Centre for Research and Technology Hellas, Information Technologies Institute, 6th km Charilaou-Thermi, 57001 Thermi, Greece.
University of Nicosia, Makedonitissis 46, 2417 Nicosia, Cyprus.
Sensors (Basel). 2019 Nov 6;19(22):4837. doi: 10.3390/s19224837.

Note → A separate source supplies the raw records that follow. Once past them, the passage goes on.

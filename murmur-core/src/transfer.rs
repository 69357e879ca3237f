//! File transfer: split a payload into descending-counter chunks, track acknowledgements
//! on the sending side, reassemble on the receiving side.

use std::collections::{BTreeMap, BTreeSet, HashMap, VecDeque};
use std::time::{Duration, Instant};

use crate::protocol::{FileChunk, PeerId, MAX_NAME_LEN};
use crate::wire::{FILE_CHUNK_OVERHEAD, MAX_SEND_LEN};

/// Default chunk size in bytes.
pub const DEFAULT_CHUNK_SIZE: usize = 64_000;

/// The chunk counter is 8 bits wide.
pub const MAX_CHUNKS: usize = u8::MAX as usize + 1;

/// Largest chunk whose FileChunk datagram, with the longest name, fits [`MAX_SEND_LEN`].
pub const MAX_CHUNK_SIZE: usize = MAX_SEND_LEN - FILE_CHUNK_OVERHEAD - MAX_NAME_LEN;

/// Completed file IDs remembered per sender so late duplicates stay no-ops.
const COMPLETED_MEMORY: usize = 64;

/// One outbound fragment. `index` counts down to 0 for the last fragment.
#[derive(Debug, Clone, Copy, PartialEq, Eq)]
pub struct ChunkSlice<'a> {
    pub index: u8,
    pub data: &'a [u8],
}

#[derive(Debug, Clone, Copy, PartialEq, Eq, thiserror::Error)]
#[error("file of {len} bytes needs more than {MAX_CHUNKS} chunks of {chunk_size} bytes")]
pub struct FileTooLarge {
    pub len: usize,
    pub chunk_size: usize,
}

/// Split `data` into chunks of at most `chunk_size` bytes, first chunk carrying the
/// highest counter. An empty payload is one empty chunk with counter 0.
pub fn split_into_chunks(data: &[u8], chunk_size: usize) -> Result<Vec<ChunkSlice<'_>>, FileTooLarge> {
    let size = if chunk_size == 0 {
        DEFAULT_CHUNK_SIZE
    } else {
        chunk_size
    };
    if data.is_empty() {
        return Ok(vec![ChunkSlice { index: 0, data }]);
    }
    let count = data.len().div_ceil(size);
    if count > MAX_CHUNKS {
        return Err(FileTooLarge {
            len: data.len(),
            chunk_size: size,
        });
    }
    Ok(data
        .chunks(size)
        .enumerate()
        .map(|(i, data)| ChunkSlice {
            index: (count - 1 - i) as u8,
            data,
        })
        .collect())
}

/// Sender-side progress of one file.
#[derive(Debug)]
pub struct OutgoingFile {
    pub peer: PeerId,
    pub file_id: u8,
    pub message_id: u16,
    /// Chunk length by counter.
    sizes: HashMap<u8, u64>,
    acked: BTreeSet<u8>,
    total: u64,
}

impl OutgoingFile {
    pub fn new(peer: PeerId, file_id: u8, message_id: u16, chunks: &[ChunkSlice<'_>]) -> Self {
        Self {
            peer,
            file_id,
            message_id,
            sizes: chunks
                .iter()
                .map(|c| (c.index, c.data.len() as u64))
                .collect(),
            acked: BTreeSet::new(),
            total: chunks.iter().map(|c| c.data.len() as u64).sum(),
        }
    }

    /// Record an ack. Returns `(acked_bytes, total_bytes)` the first time a chunk is
    /// acknowledged, `None` for duplicates or unknown counters.
    pub fn mark_acked(&mut self, index: u8) -> Option<(u64, u64)> {
        if !self.sizes.contains_key(&index) || !self.acked.insert(index) {
            return None;
        }
        Some((self.acked_bytes(), self.total))
    }

    fn acked_bytes(&self) -> u64 {
        self.acked.iter().filter_map(|i| self.sizes.get(i)).sum()
    }

    pub fn is_complete(&self) -> bool {
        self.acked.len() == self.sizes.len()
    }
}

/// Receiver-side reassembly buffer for one `(sender, file_id)`.
#[derive(Debug, Clone, PartialEq, Eq)]
pub struct IncomingFile {
    pub name: String,
    pub total_length: u64,
    pub message_id: u16,
    last_activity: Instant,
    chunks: BTreeMap<u8, Vec<u8>>,
}

impl IncomingFile {
    pub fn new(name: String, total_length: u64, message_id: u16, now: Instant) -> Self {
        Self {
            name,
            total_length,
            message_id,
            last_activity: now,
            chunks: BTreeMap::new(),
        }
    }

    /// Whether `chunk` belongs to this transfer rather than an older one reusing the file ID.
    fn accepts(&self, chunk: &FileChunk) -> bool {
        self.message_id == chunk.message_id && self.total_length == u64::from(chunk.total_length)
    }

    /// Store a chunk. Returns `false` if this counter was already present.
    pub fn insert(&mut self, index: u8, data: Vec<u8>) -> bool {
        if self.chunks.contains_key(&index) {
            return false;
        }
        self.chunks.insert(index, data);
        true
    }

    pub fn received_bytes(&self) -> u64 {
        self.chunks.values().map(|c| c.len() as u64).sum()
    }

    /// Counter 0 present, no gaps between the highest counter and 0, and the byte count
    /// matching the declared length.
    pub fn is_complete(&self) -> bool {
        let Some((&highest, _)) = self.chunks.last_key_value() else {
            return false;
        };
        self.chunks.contains_key(&0)
            && self.chunks.len() == highest as usize + 1
            && self.received_bytes() == self.total_length
    }

    /// Concatenate from the highest counter down to 0.
    pub fn reassemble(&self) -> Vec<u8> {
        let mut out = Vec::with_capacity(self.total_length as usize);
        for data in self.chunks.values().rev() {
            out.extend_from_slice(data);
        }
        out
    }
}

/// Result of processing a received chunk.
#[derive(Debug, Clone, PartialEq, Eq)]
pub enum ChunkReceiveResult {
    /// Chunk stored; file complete and reassembled.
    Complete { name: String, data: Vec<u8> },
    /// Chunk stored; more chunks outstanding.
    InProgress { received: u64, total: u64 },
    /// Counter already held or file already completed.
    Duplicate,
}

/// All in-flight transfers of one node, both directions.
#[derive(Debug, Default)]
pub struct TransferTable {
    outgoing: HashMap<(PeerId, u16), OutgoingFile>,
    incoming: HashMap<(PeerId, u8), IncomingFile>,
    completed: HashMap<PeerId, VecDeque<u8>>,
}

impl TransferTable {
    pub fn new() -> Self {
        Self::default()
    }

    pub fn start_outgoing(&mut self, file: OutgoingFile) {
        self.outgoing.insert((file.peer, file.message_id), file);
    }

    pub fn outgoing_mut(&mut self, peer: PeerId, message_id: u16) -> Option<&mut OutgoingFile> {
        self.outgoing.get_mut(&(peer, message_id))
    }

    pub fn finish_outgoing(&mut self, peer: PeerId, message_id: u16) -> Option<OutgoingFile> {
        self.outgoing.remove(&(peer, message_id))
    }

    pub fn is_outgoing(&self, peer: PeerId, message_id: u16) -> bool {
        self.outgoing.contains_key(&(peer, message_id))
    }

    pub fn incoming(&self, peer: PeerId, file_id: u8) -> Option<&IncomingFile> {
        self.incoming.get(&(peer, file_id))
    }

    /// Drop reassembly buffers and completion memory of a peer that expired or renewed its
    /// secret. Outgoing files run on until acked or exhausted.
    pub fn forget_peer(&mut self, peer: PeerId) {
        self.incoming.retain(|(p, _), _| *p != peer);
        self.completed.remove(&peer);
    }

    /// Drop reassembly buffers that saw no chunk for `max_idle`. The sender has given up on
    /// them by then.
    pub fn expire_stale(&mut self, now: Instant, max_idle: Duration) -> Vec<(PeerId, u8)> {
        let mut stale: Vec<(PeerId, u8)> = self
            .incoming
            .iter()
            .filter(|(_, f)| now.saturating_duration_since(f.last_activity) >= max_idle)
            .map(|(k, _)| *k)
            .collect();
        stale.sort();
        for key in &stale {
            self.incoming.remove(key);
        }
        stale
    }

    /// Store a received chunk and report whether its file is now complete.
    pub fn on_chunk(&mut self, chunk: FileChunk, now: Instant) -> ChunkReceiveResult {
        let sender = chunk.sender;
        if self
            .completed
            .get(&sender)
            .is_some_and(|done| done.contains(&chunk.file_id))
        {
            return ChunkReceiveResult::Duplicate;
        }
        let key = (sender, chunk.file_id);
        if self.incoming.get(&key).is_some_and(|f| !f.accepts(&chunk)) {
            self.incoming.remove(&key);
        }
        let file = self.incoming.entry(key).or_insert_with(|| {
            IncomingFile::new(
                chunk.name,
                u64::from(chunk.total_length),
                chunk.message_id,
                now,
            )
        });
        file.last_activity = now;
        if !file.insert(chunk.chunk_index, chunk.data) {
            return ChunkReceiveResult::Duplicate;
        }
        if !file.is_complete() {
            return ChunkReceiveResult::InProgress {
                received: file.received_bytes(),
                total: file.total_length,
            };
        }
        let data = file.reassemble();
        let name = std::mem::take(&mut file.name);
        self.incoming.remove(&key);
        let done = self.completed.entry(sender).or_default();
        if done.len() == COMPLETED_MEMORY {
            done.pop_front();
        }
        done.push_back(chunk.file_id);
        ChunkReceiveResult::Complete { name, data }
    }
}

Usage of Unmanned Aerial Vehicles (UAVs) is growing rapidly in a wide range of consumer applications, as they prove to be both autonomous and flexible in a variety of environments and tasks. However, this versatility and ease of use also brings a rapid evolution of threats by malicious actors that can use UAVs for criminal activities, converting them to passive or active threats. The need to protect critical infrastructures and important events from such threats has brought advances in counter UAV (c-UAV) applications. Nowadays, c-UAV applications offer systems that comprise a multi-sensory arsenal often including electro-optical, thermal, acoustic, radar and radio frequency sensors, whose information can be fused to increase the confidence of threat's identification. Nevertheless, real-time surveillance is a cumbersome process, but it is absolutely essential to detect promptly the occurrence of adverse events or conditions. To that end, many challenging tasks arise such as object detection, classification, multi-object tracking and multi-sensor information fusion. In recent years, researchers have utilized deep learning based methodologies to tackle these tasks for generic objects and made noteworthy progress, yet applying deep learning for UAV detection and classification is considered a novel concept. Therefore, the need to present a complete overview of deep learning technologies applied to c-UAV related tasks on multi-sensor data has emerged. The aim of this paper is to describe deep learning advances on c-UAV related tasks when applied to data originating from many different sensors as well as multi-sensor information fusion. This survey may help in making recommendations and improvements of c-UAV applications for the future.
无人驾驶飞行器 (UAV) 在各种消费应用中的使用正在迅速增长,因为它们在各种环境和任务中证明了自身的自主性和灵活性。然而,这种多功能性和易用性也带来了恶意行为者威胁的快速演变,他们可以利用无人机进行犯罪活动,将其转化为被动或主动威胁。保护关键基础设施和重要活动免受此类威胁的需要,推动了反无人机 (c-UAV) 应用的发展。如今,c-UAV 应用提供了包含光电、热、声、雷达和射频传感器的多传感器武器库系统,其信息可以融合以提高威胁识别的置信度。然而,实时监控是一个繁琐的过程,但及时检测到不利事件或情况的发生是绝对必要的。为此,出现了许多具有挑战性的任务,如目标检测、分类、多目标跟踪和多传感器信息融合。近年来,研究人员已经利用基于深度学习的方法来解决这些通用物体的任务,并取得了显著的进展,然而,将深度学习应用于无人机检测和分类被认为是一个新概念。因此,需要对应用于多传感器数据的 c-UAV 相关任务的深度学习技术进行全面概述。本文的目的是描述应用于源自多个不同传感器的多传感器信息融合的数据的 c-UAV 相关任务的深度学习进展。该调查可能有助于为未来的 c-UAV 应用提供建议和改进。